Late last week we looked at two periods in 2008 that could be guides for the current market. I thought we might look at another time frame. Let’s take a look at the post-9/11.
For those who need a refresher, the market was not coming off a high, having peaked 18 months earlier in March 2000, but you can see the September plunge on the chart that amounted to nearly 20% in a month. The market was closed for the week of the terrorist attack, so we missed four trading days that week. When we reopened we plunged, every single day.
The subsequent rally took us up over the next eight days about 15%. Then we stalled and did a lot of ups and downs in October. We rallied again in November, making the entire gain from that low a bit more than 20%. But step back and look at the chart. Basically the first eight days was the rally and then we went into a six-month trading range of approximately 10%. Until we broke down again into the final plunge to the lows in late July.
My point in these exercises is to show you how plunges that come so sharp and deep and quick tend to have similar qualities on the rebound: They rebound quickly and if they don’t come right back down immediately, they tend to simply dawdle around, even if in the ensuing weeks it seems like they are simply off to the races again. They aren’t. Not when you look back a few months later.

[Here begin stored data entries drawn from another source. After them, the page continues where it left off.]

use crate::error::InvoiceSheetError;
use crate::helpers::biff8::Biff8Reader;
use crate::helpers::cfb::Cfb;
use crate::helpers::reader::SourceReader;
use crate::match_biff8_record;
use crate::spreadsheet::cell::to_error_value;
use crate::spreadsheet::cell::Cell;
use crate::spreadsheet::cell::CellType;
use crate::spreadsheet::excel::load_number_formats;
use crate::spreadsheet::range::Range;
use crate::spreadsheet::sheet::Sheet;
use crate::spreadsheet::Spreadsheet;
use crate::spreadsheet::SpreadsheetError;
use either::Either;
use std::collections::HashMap;
use thiserror::Error;

// BIFF8 record types
const FORMULA: u16 = 6;        // Formula with its cached result
const EOF: u16 = 10;           // End of a substream
const DATE1904: u16 = 34;      // Date system flag (1904 vs 1900 base)
const FILE_PASS: u16 = 47;     // Workbook encryption
const CODE_PAGE: u16 = 66;     // Character encoding specification
const BOUND_SHEET8: u16 = 133; // Worksheet name and substream position
const MUL_RK: u16 = 189;       // Run of RK numbers in one row
const XF: u16 = 224;           // Extended format, indexed by cells
const SST: u16 = 252;          // Shared string table
const LABEL_SST: u16 = 253;    // Cell referencing the shared string table
const DIMENSIONS: u16 = 512;   // Used range of a worksheet
const NUMBER: u16 = 515;       // Double precision number cell
const LABEL: u16 = 516;        // Inline string cell
const BOOL_ERR: u16 = 517;     // Boolean or error cell
const STRING: u16 = 519;       // String result of the preceding formula
const ARRAY: u16 = 545;        // Array formula body
const TABLE: u16 = 566;        // Data table body
const RK: u16 = 638;           // RK number cell
const FORMAT: u16 = 1054;      // Custom number format definition
const SHR_FMLA: u16 = 1212;    // Shared formula body
const BOF: u16 = 2057;         // Beginning of a substream

/// Errors specific to the legacy binary workbook reader
#[derive(Error, Debug)]
pub enum XlsError {
    #[error("Invalid Code page '{0}'")]
    CodePageError(u16),

    #[error("Invalid Formula value '{0}'")]
    FormulaValueError(u64),
}

/// A legacy binary workbook (.xls, BIFF8 inside a compound file)
pub(crate) struct XlsSpreadsheet {
    /// Workbook name (file name or upload name)
    pub(crate) name: String,
    /// Reader over the `Workbook` stream
    reader: Biff8Reader,
    shared_strings: Vec<String>,
    /// Cell types indexed by XF record, for date detection
    number_formats: Vec<CellType>,
    /// Worksheets as (name, stream position) pairs in workbook order
    sheets: Vec<(String, usize)>,
}

impl XlsSpreadsheet {
    /// Opens a compound document and reads the workbook globals substream.
    ///
    /// # Arguments
    /// * `name` - Workbook name used in error messages
    /// * `source` - Compound document positioned anywhere
    ///
    /// # Returns
    /// * `Result<XlsSpreadsheet, InvoiceSheetError>` - Workbook ready for reading,
    ///   or [`SpreadsheetError::CompoundDocumentError`] when the container holds no
    ///   workbook stream (an encrypted OOXML package, a Word document)
    pub(crate) fn open(name: &str, mut source: SourceReader) -> Result<XlsSpreadsheet, InvoiceSheetError> {
        let cfb = Cfb::new(&mut source)?;
        let stream = match cfb.read("Workbook")? {
            Some(stream) => Some(stream),
            None => cfb.read("Book")?,
        };
        let mut reader = stream
            .map(Biff8Reader::new)
            .ok_or_else(|| SpreadsheetError::CompoundDocumentError(name.to_owned()))?;

        let mut is_1904 = false;
        let mut shared_strings = Vec::new();
        let mut custom_formats: HashMap<String, CellType> = HashMap::new();
        let mut format_indexes: Vec<String> = Vec::new();
        let mut sheets: Vec<(String, usize)> = Vec::new();
        match_biff8_record!(reader => {
            EOF => break,
            FILE_PASS => Err(SpreadsheetError::PasswordProtectedError(name.to_owned()))?,
            DATE1904 if reader.read_u16()? == 1 => is_1904 = true,
            CODE_PAGE => {
                let code_page = reader.read_u16()?;
                reader.encoding = codepage::to_encoding(code_page).ok_or(XlsError::CodePageError(code_page))?;
            }
            FORMAT => {
                let id = reader.read_u16()?;
                let format = reader.read_xl_unicode_string()?;
                custom_formats.insert(id.to_string(), CellType::parse_custom_number_format(&format, is_1904));
            }
            XF => {
                reader.skip(2)?;
                let id = reader.read_u16()?;
                format_indexes.push(id.to_string());
            }
            SST => shared_strings = load_shared_strings(&mut reader)?,
            BOUND_SHEET8 => {
                let pointer = reader.read_usize()?;
                let kind = reader.skip(2)?[1];
                let sheet_name = reader.read_short_xl_unicode_string()?;
                // Chart, macro and module sheets hold no cells
                if kind == 0 {
                    sheets.push((sheet_name, pointer));
                }
            }
        });
        if sheets.is_empty() {
            Err(SpreadsheetError::SpreadsheetEmptyError(name.to_owned()))?
        }

        Ok(XlsSpreadsheet {
            name: name.to_owned(),
            reader,
            shared_strings,
            number_formats: load_number_formats(format_indexes, custom_formats, is_1904),
            sheets,
        })
    }

    /// Cell type of an XF index, plain numbers for unknown indexes
    fn number_format(&self, index: usize) -> CellType {
        self.number_formats.get(index).copied().unwrap_or(CellType::Number)
    }
}

impl Spreadsheet for XlsSpreadsheet {
    fn name(&self) -> String {
        self.name.to_owned()
    }

    fn sheet_names(&self) -> Vec<String> {
        self.sheets.iter().map(|(name, _)| name.to_owned()).collect()
    }

    /// Reads the cell records of the first worksheet substream.
    /// Shared string references are resolved, error cells keep their error text.
    fn read_first_sheet(&mut self) -> Result<Sheet, InvoiceSheetError> {
        let (sheet_name, pointer) = self.sheets.first()
            .cloned()
            .ok_or_else(|| SpreadsheetError::SpreadsheetEmptyError(self.name.to_owned()))?;

        self.reader.goto(pointer);
        if self.reader.next()? != Some(BOF) {
            Err(SpreadsheetError::FileError(sheet_name.to_owned()))?
        }
        let mut sheet = Sheet::new(&sheet_name);
        while let Some(tag) = self.reader.next()? {
            match tag {
                BOF | EOF => break,
                DIMENSIONS => sheet.dimension = read_dimensions(&mut self.reader)?,
                MUL_RK => {
                    let row = self.reader.read_u16()? as usize;
                    let col_lower_bound = self.reader.read_u16()? as usize;
                    let col_upper_bound = self.reader.get_u16_back(2)? as usize;
                    for col in col_lower_bound..=col_upper_bound {
                        let index = self.reader.read_u16()? as usize;
                        let kind = self.number_format(index);
                        let value = self.reader.read_rk_number()?;
                        sheet.push(Cell { row, col, kind, value });
                    }
                }
                BOOL_ERR | NUMBER | RK | LABEL_SST | LABEL | FORMULA => {
                    let row = self.reader.read_u16()? as usize;
                    let col = self.reader.read_u16()? as usize;
                    let (either, value) = match tag {
                        BOOL_ERR => read_bool_or_error_cell(&mut self.reader)?,
                        NUMBER => read_number_cell(&mut self.reader)?,
                        RK => read_rk_cell(&mut self.reader)?,
                        LABEL_SST => read_label_sst_cell(&mut self.reader)?,
                        LABEL => read_label_cell(&mut self.reader)?,
                        _ => read_formula_cell(&mut self.reader)?,
                    };
                    let (kind, value) = match either {
                        Either::Left(CellType::SharedString) => {
                            let text = value.parse::<usize>()
                                .ok()
                                .and_then(|index| self.shared_strings.get(index))
                                .cloned()
                                .unwrap_or_default();
                            (CellType::InlineString, text)
                        }
                        Either::Left(kind) => (kind, value),
                        Either::Right(index) => (self.number_format(index), value),
                    };
                    if !value.is_empty() {
                        sheet.push(Cell { row, col, kind, value });
                    }
                }
                _ => (),
            }
        }
        Ok(sheet)
    }
}

/// Reads the shared string table of an SST record
fn load_shared_strings(reader: &mut Biff8Reader) -> Result<Vec<String>, InvoiceSheetError> {
    let mut shared_strings: Vec<String> = Vec::new();
    reader.skip(4)?;
    let count = reader.read_usize()?;
    for _ in 0..count {
        shared_strings.push(reader.read_xl_unicode_rich_extended_string()?);
    }
    Ok(shared_strings)
}

/// Reads the used range, `None` for an empty worksheet.
/// The stored upper bounds are one past the last used row and column.
fn read_dimensions(reader: &mut Biff8Reader) -> Result<Option<Range>, InvoiceSheetError> {
    let row_lower_bound = reader.read_usize()?;
    let row_upper_bound = reader.read_usize()?;
    let col_lower_bound = reader.read_u16()? as usize;
    let col_upper_bound = reader.read_u16()? as usize;
    if row_upper_bound <= row_lower_bound || col_upper_bound <= col_lower_bound {
        return Ok(None);
    }
    Ok(Some(Range {
        row_lower_bound: Some(row_lower_bound),
        row_upper_bound: Some(row_upper_bound - 1),
        col_lower_bound: Some(col_lower_bound),
        col_upper_bound: Some(col_upper_bound - 1),
    }))
}

/// Reads a BOOL_ERR record: a boolean, or an error code rendered as its text.
fn read_bool_or_error_cell(reader: &mut Biff8Reader) -> Result<(Either<CellType, usize>, String), InvoiceSheetError> {
    reader.skip(2)?;
    let value = reader.read_u8()?;
    let flag = reader.read_u8()?;
    Ok(if flag == 0 {
        (Either::Left(CellType::Boolean), value.to_string())
    } else {
        (Either::Left(CellType::Error), to_error_value(value).to_owned())
    })
}

/// Reads a NUMBER record
///
/// # Returns
/// * `Result<(Either<CellType, usize>, String)>` - XF index and numeric value
fn read_number_cell(reader: &mut Biff8Reader) -> Result<(Either<CellType, usize>, String), InvoiceSheetError> {
    let index = reader.read_u16()? as usize;
    let value = reader.read_f64()?;
    Ok((Either::Right(index), value.to_string()))
}

fn read_rk_cell(reader: &mut Biff8Reader) -> Result<(Either<CellType, usize>, String), InvoiceSheetError> {
    let index = reader.read_u16()? as usize;
    let value = reader.read_rk_number()?;
    Ok((Either::Right(index), value))
}

/// Reads a LABEL_SST record, whose value is the shared string index
fn read_label_sst_cell(reader: &mut Biff8Reader) -> Result<(Either<CellType, usize>, String), InvoiceSheetError> {
    reader.skip(2)?;
    let value = reader.read_usize()?;
    Ok((Either::Left(CellType::SharedString), value.to_string()))
}

fn read_label_cell(reader: &mut Biff8Reader) -> Result<(Either<CellType, usize>, String), InvoiceSheetError> {
    reader.skip(2)?;
    let value = reader.read_xl_unicode_string()?;
    Ok((Either::Left(CellType::InlineString), value))
}

/// Reads the cached result of a FORMULA record
///
/// A number is stored inline. Other results are tagged in the low byte with
/// `0xFFFF` in the top bytes: 0 for a string held in the following STRING
/// record, 1 for a boolean, 2 for an error and 3 for an empty string.
///
/// # Arguments
/// * `reader` - BIFF8 reader positioned after the cell row and column
///
/// # Returns
/// * `Result<(Either<CellType, usize>, String)>` - Cell type or XF index, and the result
fn read_formula_cell(reader: &mut Biff8Reader) -> Result<(Either<CellType, usize>, String), InvoiceSheetError> {
    let index = reader.read_u16()? as usize;
    let formula = reader.read_u64()?;
    let is_number = (formula & 0xFFFF000000000000) != 0xFFFF000000000000;
    let flag = formula & 0xFF;
    if is_number {
        Ok((Either::Right(index), f64::from_bits(formula).to_string()))
    } else if flag == 0 {
        // Shared, array and table formula bodies may precede the string result
        while let Some(kind) = reader.next()? {
            match kind {
                STRING => {
                    let value = reader.read_xl_unicode_string()?;
                    return Ok((Either::Left(CellType::InlineString), value));
                }
                SHR_FMLA | ARRAY | TABLE => continue,
                _ => break,
            }
        }
        Err(XlsError::FormulaValueError(formula))?
    } else if flag == 1 {
        let value = if (formula & 0xFF0000) > 0 { "1" } else { "0" };
        Ok((Either::Left(CellType::Boolean), value.to_owned()))
    } else if flag == 2 {
        let code = ((formula >> 16) & 0xFF) as u8;
        Ok((Either::Left(CellType::Error), to_error_value(code).to_owned()))
    } else if flag == 3 {
        Ok((Either::Left(CellType::InlineString), String::new()))
    } else {
        Err(XlsError::FormulaValueError(formula))?
    }
}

The big change this weekend was that the Citi Panic/Euphoria Model finally fell into Panic territory. That is a positive, but as a reminder, in the fall of 2018, it got to Panic in late November, the market rallied, but the indicator continued further down into Panic for a few more weeks.
Not much else changed with Friday’s action. I still think we can have another rally. The resistance at last week’s high is strong, not just from the high, but that downtrend line as well. I still feel it is too soon to come back down for a retest and we are more apt to see another rally. But as we can see from the two 2008 examples, the 2010 example, and now the 2001 example, the second rally tends to be smaller and not as robust as that lurch off the low last week.
Let’s revisit that chart of Wynn Resorts (WYNN:Nasdaq) we looked at recently. At the time, I noted that it had basically doubled from the low and I thought that gap fill at $80 was first resistance. It has since come down quite a bit. But this is where the first test shows up. That gap fill at $58-$60 is the test. If it can hold there and rally, that would be good. But more than that, it’s about that low back there under $40. That is the low that needs to hold. That is the low that if it holds we can say it has begun the process of bottoming.
Stocks bottom with a series of moves back and forth between resistance and support. That’s the process I have discussed several times. It typically takes place over the course of months.
Or let’s go back to Southern Co. (SO) - Get Free Report, which has now filled the gap and gotten close to resistance. A pullback could possibly form a head-and-shoulders bottom. At the very least a pullback toward $48-$40 would probably be buyable for another trip to resistance.
The Hi Lo Indicator is at 1%. It hardly lifted last week. Remember indicators like this should double tap, meaning they should lift and come back down.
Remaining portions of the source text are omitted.